O que ficou para alguns de nós, desses curtos anos entre finais de década de 90 e arranque de século XXI, foi a possibilidade. E a possibilidade é uma faísca poderosa, capaz de atear um fogo maior. As histórias que nos chegavam ‘lá de fora’, os choques eléctricos das capas da Wired, nomes novos – sim, eram novos – como Bezzos, Jobs, Branson, nomes ainda mais novos, alguns extemporâneos, chicoteavam-nos para que não nos esquecêssemos que havia a possibilidade.

Entre 2002 e 2008, muitas PMEs portuguesas, em áreas como media digital, biomedicina, ambiente, tecnologia aeroespacial, apenas para citar algumas, cresceram a pulso com os olhos postos na possibilidade. Que possibilidade? Aquela que move quem verdadeiramente é empreendedor. A de criar algo novo, de encontrar uma nova solução, de traçar um caminho próprio. E, milagrosamente, com muito trabalho, muita persistência e muita competência, algumas destas PMEs tornaram-se elas próprias a possibilidade. Ganharam o seu espaço, conquistaram direito a existir e a ser donas do seu futuro. Nada mais inusual ao Portugal monolítico, dos grandes e dos pequenos, pouco ou mesmo nada habituado a ceder espaço a esse meio que é por onde se passa obrigatoriamente no caminho de pequeno a maior.

Nestes anos, recordo, eu fui sócia da minha primeira empresa. Um tempo de aprendizagem, daquela que não se esquece, talvez idêntica à que pais e avós contavam ter feito entre reguadas para aprender a tabuada. Não sabes gerir IVA? Reguada. Estás a contar com pagamentos a horas? Reguada. Dedicas horas a fim a produzir propostas que já são verdadeiros projectos chave-na-mão (não pagos)? Reguada.

Nesse tempo, os ditos grandes clientes tinham entre as suas principais preocupações duas perguntas: onde era a sede da empresa e quantas pessoas empregávamos. Uma empresa de garagem não era ‘giro’ nem sinónimo de ‘espírito empreendedor’. Era simplesmente uma empresa pouco sexy ou que ao assumir-se assim falhava o ‘círculo da confiança’.  Um amigo e companheiro destas cruzadas contava que nas reuniões de apresentação multiplicava-se sempre (a ele e aos dois sócios) por três. Valemos por três, garantia. (e valiam mesmo, hoje é uma das empresas tecnológicas mais interessantes em Portugal).

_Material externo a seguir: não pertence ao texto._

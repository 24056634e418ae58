//! Parsing of raw listing text pulled out of retailer markup.

use std::str::FromStr;

use rust_decimal::Decimal;

use crate::normalize::normalize_text;

/// Parses a displayed price such as `"4,55 €"`, `"1.99"` or `"12,\u{a0}49€"`.
///
/// Currency signs and all whitespace (including non-breaking spaces) are
/// removed and a decimal comma becomes a dot. Returns `None` for anything that
/// is not a strictly positive decimal.
#[must_use]
pub fn parse_price(raw: &str) -> Option<Decimal> {
    let cleaned: String = raw
        .chars()
        .filter(|c| !c.is_whitespace() && *c != '€')
        .map(|c| if c == ',' { '.' } else { c })
        .collect();

    if cleaned.is_empty() {
        return None;
    }

    Decimal::from_str(&cleaned)
        .ok()
        .filter(|price| price.is_sign_positive() && !price.is_zero())
}

/// Parses a price rendered as two nodes: the integer part (`"2"`) and the
/// decimal part with its separator (`",49€"`). The two are concatenated
/// before parsing.
#[must_use]
pub fn parse_split_price(integer_part: &str, decimal_part: &str) -> Option<Decimal> {
    parse_price(&format!("{}{}", integer_part.trim(), decimal_part.trim()))
}

/// Reads the `key` field out of a JSON tracking attribute such as
/// `data-tc-product-tile='{"brand":"BARILLA",...}'`.
///
/// Returns `None` when the attribute is not JSON, the key is absent or the
/// value is a blank string.
#[must_use]
pub fn brand_from_tracking_json(raw: &str, key: &str) -> Option<String> {
    let value: serde_json::Value = serde_json::from_str(raw).ok()?;
    value
        .get(key)?
        .as_str()
        .map(str::trim)
        .filter(|s| !s.is_empty())
        .map(str::to_owned)
}

/// Returns the first of `known_brands` that appears as a whole word in
/// `name`, comparing normalized text so `"Président"` matches `"PRESIDENT"`.
#[must_use]
pub fn brand_from_name(name: &str, known_brands: &[&str]) -> Option<String> {
    let normalized = normalize_text(name);
    let words: Vec<&str> = normalized.split(' ').collect();
    known_brands
        .iter()
        .find(|brand| {
            let brand = normalize_text(brand);
            let brand_words: Vec<&str> = brand.split(' ').collect();
            words
                .windows(brand_words.len())
                .any(|window| window == brand_words.as_slice())
        })
        .map(|brand| (*brand).to_owned())
}

#[cfg(test)]
#[path = "parse_test.rs"]
mod tests;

Até que chegou 2008. Faliram bancos na América. O Portugal forte com os fracos e fraco com os fortes protegeu os seus bancos. Mas, ao lado, uma economia de PMEs dominada por empresas que nunca conseguiram fazer a travessia da ponte que liga o infinitamente pequeno ao consideravelmente maior, soçobrou. O diapasão de 2001 – (não há orçamento, estamos em contenção de custos, este ano temos de controlar os investimentos) – tornou-se substancialmente mais simples. Nada ou afoga-te. Tão simples quanto isso.

Os heróis da ‘possibilidade’, os que resistiram e alguns acabados de chegar, perceberam a mensagem. Os monopólios não te vão defender, o Estado não te vai subsidiar, a Europa não te vai salvar.

E foi neste clima agreste que empreendedores realmente empreendedores, viram a sua possibilidade. Quem tem de nascer, prepare-se para esbracejar, li há pouco tempo na escrita do padre José Tolentino Mendonça. “Enquanto se esbraceja, a vida vem em nosso socorro, a vida torna-se cúmplice, e não pára de nos surpreender”. Um ano, dois anos, três anos. O Portugal monolítico não se rendeu fácil a esta gente que resiste e que persiste. Gente que vem de origens tão diferentes quanto as universidades, os negócios tradicionais, os empregos monótonos e sem qualquer chama de desafio e, em tantos casos, o desemprego ingrato e inglório. Quando Portugal bateu no fundo, algures entre o fim de 2010 e meados de 2011, o país descobriu estes novos heróis.

De então para cá, o empreendedorismo é como o sol. Nasce todos os dias. O empresário que fez fortuna no estrangeiro e regressou milionário é empreendedor e o jovem que tirou um curso profissional e foi trabalhar como barbeiro também.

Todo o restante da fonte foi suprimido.